Economia
Durigan destaca acordo com governadores para garantir diesel e abastecimento
Dario Durigan, ministro da Fazenda, declarou nesta terça-feira (7) que a colaboração política realizada para o subsídio do ICMS sobre o diesel foi um exemplo de trabalho conjunto. Ele ressaltou que, por meio do diálogo, foi possível atingir um acordo importante para apoiar o país diante da alta nos preços dos combustíveis, assegurando o abastecimento para os brasileiros.
“Todos os estados estão atentos a essa questão. Eu também acompanho de perto diariamente”, afirmou Durigan durante a cerimônia de posse da primeira gestão do Conselho Superior do Comitê Gestor do Imposto sobre Bens e Serviços (CGIBS). Ele destacou que a união da Federação brasileira foi essencial para dividir os custos e garantir o abastecimento constante, beneficiando o transporte público, o escoamento da safra agrícola e proporcionando segurança para os caminhoneiros, mantendo o crescimento da economia.

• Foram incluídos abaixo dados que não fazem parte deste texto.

// SPDX-License-Identifier: BUSL-1.1
// Copyright (c) 2026 Alfred Jean LLC

//! Actions delivered by the durable scheduler.
//!
//! A closed tagged union instead of string-composed hook names: the run
//! manager pattern-matches on the variant, and each variant carries a fixed
//! typed payload.

use crate::args::Args;
use crate::id::{RunId, TaskName};
use serde::{Deserialize, Serialize};
use smol_str::SmolStr;

/// Group tag binding every non-start action to one run.
///
/// `stop` cancels a whole run by cancelling its group, without enumerating
/// action kinds. Format is `{task}|{run_id}`; the tag is derived, never
/// parsed back.
#[derive(Debug, Clone, PartialEq, Eq, Hash, Serialize, Deserialize)]
#[serde(transparent)]
pub struct ActionGroup(SmolStr);

impl ActionGroup {
    pub fn for_run(task: &TaskName, run_id: &RunId) -> Self {
        Self(SmolStr::new(format!("{task}|{run_id}")))
    }

    pub fn as_str(&self) -> &str {
        &self.0
    }
}

impl std::fmt::Display for ActionGroup {
    fn fmt(&self, f: &mut std::fmt::Formatter<'_>) -> std::fmt::Result {
        write!(f, "{}", self.0)
    }
}

/// Actions that drive the background task state machine.
///
/// Serializes with `{"type": "task:name", ...fields}` format.
#[derive(Debug, Clone, PartialEq, Eq, Serialize, Deserialize)]
#[serde(tag = "type")]
pub enum TaskAction {
    #[serde(rename = "task:start")]
    Start { task: TaskName, args: Args },

    #[serde(rename = "task:continue")]
    Continue { task: TaskName, run_id: RunId },

    #[serde(rename = "task:run")]
    Run { task: TaskName, run_id: RunId, chunk: Args },

    #[serde(rename = "task:cleanup")]
    Cleanup { task: TaskName, run_id: RunId },
}

impl TaskAction {
    /// Action name for log spans.
    pub fn name(&self) -> &'static str {
        match self {
            TaskAction::Start { .. } => "start",
            TaskAction::Continue { .. } => "continue",
            TaskAction::Run { .. } => "run",
            TaskAction::Cleanup { .. } => "cleanup",
        }
    }

    pub fn task(&self) -> &TaskName {
        match self {
            TaskAction::Start { task, .. }
            | TaskAction::Continue { task, .. }
            | TaskAction::Run { task, .. }
            | TaskAction::Cleanup { task, .. } => task,
        }
    }

    /// The run this action belongs to. `Start` mints its run later, so it
    /// has none.
    pub fn run_id(&self) -> Option<&RunId> {
        match self {
            TaskAction::Start { .. } => None,
            TaskAction::Continue { run_id, .. }
            | TaskAction::Run { run_id, .. }
            | TaskAction::Cleanup { run_id, .. } => Some(run_id),
        }
    }

    /// Group for run-scoped actions; `Start` is never grouped.
    pub fn group(&self) -> Option<ActionGroup> {
        self.run_id().map(|run_id| ActionGroup::for_run(self.task(), run_id))
    }

    /// One-line summary for log output.
    pub fn log_summary(&self) -> String {
        match self.run_id() {
            Some(run_id) => format!("{}:{} run={}", self.task(), self.name(), run_id.short(8)),
            None => format!("{}:{}", self.task(), self.name()),
        }
    }
}

#[cfg(test)]
#[path = "action_tests.rs"]
mod tests;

Após resistência dos governadores em zerar o ICMS na importação do combustível, a equipe econômica apresentou a subvenção para controlar o aumento do diesel, motivado pelo conflito no Oriente Médio entre Irã, Estados Unidos e Israel.
A proposta é subsidiar R$ 1,20 por litro de diesel importado entre abril e maio, com a União cobrindo R$ 0,60 e os estados os outros R$ 0,60, dividindo um custo total de R$ 4 bilhões igualmente entre os dois. O governo federal já contou com a adesão de 25 estados, enquanto Rondônia recusou e o Rio de Janeiro ainda analisa a decisão após a Medida Provisória ser publicada.
Reforma tributária em destaque
Durigan também ressaltou que a reforma tributária é outro exemplo de construção política, afirmando que é possível transformar desafios complexos em realidade por meio do diálogo. Ele expressou sua satisfação em participar dessas conversas e citou o presidente Luiz Inácio Lula da Silva, o ex-ministro da Fazenda Fernando Haddad e o ex-secretário extraordinário da Reforma Tributária Bernard Appy como exemplos de liderança nesse processo.
Durante o evento no Salão Negro do Congresso Nacional, que contou com representantes dos três níveis de governo e administradores tributários estaduais e municipais, Durigan mencionou que o cenário político atual torna difíceis os debates e a construção de consensos, mas reforçou a importância de enfrentar os desafios.
Ele reconheceu que a implementação da reforma será trabalhosa, porém essencial para tornar o Estado menos burocrático, com medidas como o pagamento por partes (split payment) e a isenção de impostos na cesta básica, beneficiando a população de baixa renda.
“Não devemos temer a reforma. Quando colocamos a máquina para funcionar, ajustamos, eliminamos privilégios e corrigimos ineficiências. Portanto, vamos enfrentar a reforma tributária de frente”, concluiu o ministro.